On Wed, Nov 27, 2019 at 9:26 AM <
greg...@gmail.com> wrote:
>
> Hi Ian, thanks for the help... quick question about alignment because i may be doing something wrong but it shows me that it doesn't matter for the slice type, everything is alignment the same way. Can you comment on this?
All slices have the same alignment requirement, but slices have an
underlying array, and the alignment requirements of the underlying
array are not the same.
https://play.golang.org/p/s6uFbk-WLkw
> Another question, i create []byte slice, then i create []int slice, in the middle of []byte by changing
>
> arr := [10]byte{0, 1, 2, 3, 4, 5, 6, 7, 8, 9}
> size := len(arr)
> p := uintptr(unsafe.Pointer(&arr))
That doesn't look right. That will get you the address of the slice.
You need the address of the underlying array. You need to write
p := uintptr(unsafe.Pointer(&arr[0]))
But that is wrong for another reason. This conversion from
unsafe.Pointer to uintptr is not one of the patterns permitted at
https://golang.org/pkg/unsafe. This approach will not work
> var data []int
> sh := (*reflect.SliceHeader)(unsafe.Pointer(&data))

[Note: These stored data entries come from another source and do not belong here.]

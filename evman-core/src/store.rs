//! The event store.
//!
//! Holds every event in insertion order and owns all mutations. Each
//! successful add, delete or edit rewrites the whole backing storage. A
//! mutation is applied to a copy first and only committed to memory once it
//! has been written, so a failed write leaves both sides untouched.

use log::{debug, warn};

use crate::codec::Codec;
use crate::error::{EvmanError, EvmanResult};
use crate::event::{Event, EventPatch};
use crate::storage::Storage;
use crate::timeline::{self, Slot};

/// Outcome of loading the events file.
#[derive(Debug, Clone, Default, PartialEq, Eq)]
pub struct LoadReport {
    /// Number of events loaded, placeholders included.
    pub loaded: usize,
    /// 1-based line numbers that had fewer than five fields.
    pub degenerate_lines: Vec<usize>,
}

pub struct EventStore<S: Storage> {
    events: Vec<Event>,
    codec: Codec,
    storage: S,
}

impl<S: Storage> EventStore<S> {
    /// Create a store over `storage` and load its current content.
    pub fn open(storage: S, codec: Codec) -> EvmanResult<(Self, LoadReport)> {
        let mut store = EventStore {
            events: Vec::new(),
            codec,
            storage,
        };
        let report = store.load()?;
        Ok((store, report))
    }

    /// Replace the in-memory events with the storage content.
    ///
    /// Lines with fewer than five fields are kept as empty placeholder
    /// events. Missing storage loads as an empty store.
    pub fn load(&mut self) -> EvmanResult<LoadReport> {
        let content = self.storage.read()?.unwrap_or_default();

        let mut report = LoadReport::default();
        let mut events = Vec::new();

        for (line_no, decoded) in self.codec.deserialize_all(&content) {
            if decoded.is_degenerate() {
                warn!("line {line_no}: fewer than 5 fields, loaded as an empty event");
                report.degenerate_lines.push(line_no);
            }
            events.push(decoded.into_event());
        }

        report.loaded = events.len();
        debug!("loaded {} events", report.loaded);
        self.events = events;
        Ok(report)
    }

    /// Write every event to storage, replacing its previous content.
    pub fn persist(&mut self) -> EvmanResult<()> {
        let content = self.codec.serialize_all(&self.events);
        self.storage.write(&content)?;
        debug!("persisted {} events", self.events.len());
        Ok(())
    }

    /// All events, in insertion order.
    pub fn events(&self) -> &[Event] {
        &self.events
    }

    pub fn len(&self) -> usize {
        self.events.len()
    }

    pub fn is_empty(&self) -> bool {
        self.events.is_empty()
    }

    pub fn codec(&self) -> Codec {
        self.codec
    }

    pub fn storage(&self) -> &S {
        &self.storage
    }

    /// Whether some event already occupies `date` at `time`.
    pub fn has_conflict(&self, date: &str, time: &str) -> bool {
        self.events.iter().any(|e| e.occupies(date, time))
    }

    pub fn find(&self, name: &str) -> Option<&Event> {
        self.position(name).map(|i| &self.events[i])
    }

    /// Append `event` unless its slot is taken or an identical
    /// name/date/time already exists.
    pub fn add(&mut self, event: Event) -> EvmanResult<()> {
        self.codec.validate(&event)?;

        // An identical triple also occupies the slot; report it as the
        // more specific duplicate.
        if self.events.iter().any(|e| e.same_triple(&event)) {
            return Err(EvmanError::Duplicate {
                name: event.name,
                date: event.date,
                time: event.time,
            });
        }

        if self.has_conflict(&event.date, &event.time) {
            return Err(EvmanError::Conflict {
                date: event.date,
                time: event.time,
            });
        }

        let mut next = self.events.clone();
        next.push(event);
        self.commit(next)
    }

    /// Remove the first event named `name`.
    pub fn delete(&mut self, name: &str) -> EvmanResult<Event> {
        let index = self
            .position(name)
            .ok_or_else(|| EvmanError::NotFound(name.to_string()))?;

        let mut next = self.events.clone();
        let removed = next.remove(index);
        self.commit(next)?;
        Ok(removed)
    }

    /// Events whose name or type contains `keyword`, ignoring ASCII case.
    pub fn search(&self, keyword: &str) -> Vec<&Event> {
        let keyword = keyword.to_ascii_lowercase();
        self.events
            .iter()
            .filter(|e| e.matches_keyword(&keyword))
            .collect()
    }

    /// Edit the first event named `name` in place.
    ///
    /// The conflict check skips the edited event itself, so leaving its date
    /// and time unchanged never conflicts.
    pub fn edit(&mut self, name: &str, patch: &EventPatch) -> EvmanResult<Event> {
        let index = self
            .position(name)
            .ok_or_else(|| EvmanError::NotFound(name.to_string()))?;

        let edited = patch.apply(&self.events[index]);
        self.codec.validate(&edited)?;

        let taken = self
            .events
            .iter()
            .enumerate()
            .any(|(i, e)| i != index && e.occupies(&edited.date, &edited.time));
        if taken {
            return Err(EvmanError::Conflict {
                date: edited.date,
                time: edited.time,
            });
        }

        let mut next = self.events.clone();
        next[index] = edited.clone();
        self.commit(next)?;
        Ok(edited)
    }

    /// Hourly slots for `date`, or `None` when nothing is scheduled that day.
    pub fn timeline(&self, date: &str) -> Option<Vec<Slot>> {
        timeline::project(&self.events, date)
    }

    fn position(&self, name: &str) -> Option<usize> {
        self.events.iter().position(|e| e.name == name)
    }

    fn commit(&mut self, next: Vec<Event>) -> EvmanResult<()> {
        let content = self.codec.serialize_all(&next);
        self.storage.write(&content)?;
        self.events = next;
        debug!("persisted {} events", self.events.len());
        Ok(())
    }
}
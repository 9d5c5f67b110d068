use anyhow::{Context, Result};
use dialoguer::Input;
use evman_core::config::EvmanConfig;
use evman_core::session::{Credentials, Session};

/// Prompt for a required value.
pub fn prompt_text(label: &str) -> Result<String> {
    Input::<String>::new()
        .with_prompt(format!("  {label}"))
        .interact_text()
        .context("Failed to read input")
}

/// Prompt for a value that may be left empty.
pub fn prompt_optional(label: &str) -> Result<String> {
    Input::<String>::new()
        .with_prompt(format!("  {label}"))
        .default(String::new())
        .show_default(false)
        .interact_text()
        .context("Failed to read input")
}

/// Prompt with a pre-filled default the user can accept with enter.
pub fn prompt_with_default(label: &str, default: String) -> Result<String> {
    Input::<String>::new()
        .with_prompt(format!("  {label}"))
        .default(default)
        .interact_text()
        .context("Failed to read input")
}

/// Prompt the user for password input (hidden).
pub fn prompt_password(label: &str) -> Result<String> {
    let prompt = format!("  {}: ", label);
    rpassword::prompt_password(&prompt).context("Failed to read password")
}

/// Ask for admin credentials and start an admin session.
pub fn admin_login(config: &EvmanConfig) -> Result<Session> {
    println!("Admin login");
    let credentials = Credentials {
        username: prompt_text("Username")?,
        password: prompt_password("Password")?,
    };

    Ok(Session::login(&credentials, config.admin.as_ref())?)
}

> sh.Data = p + some_alignment_offset_
> sh.Len = size
> sh.Cap = size
>
> Now data points at memory used by arr, when arr will become unreachable... will underlying memory be collected by GC? Should i call some function to inform GC to not collect the memory?
That is not a problem. Just because arr is unreachable does not mean
that arr's underlying array is unreachable. You could write
p1 := &arr[1]
and then arr could disappear but p1 would still be valid.
Anyhow you need to write this more like (completely untested)
(*[1<<28]int)(unsafe.Pointer((uintptr(unsafe.Pointer(&arr[0])) +
7)&^7)[:size:size]
except that that doesn't handle any alignment issues.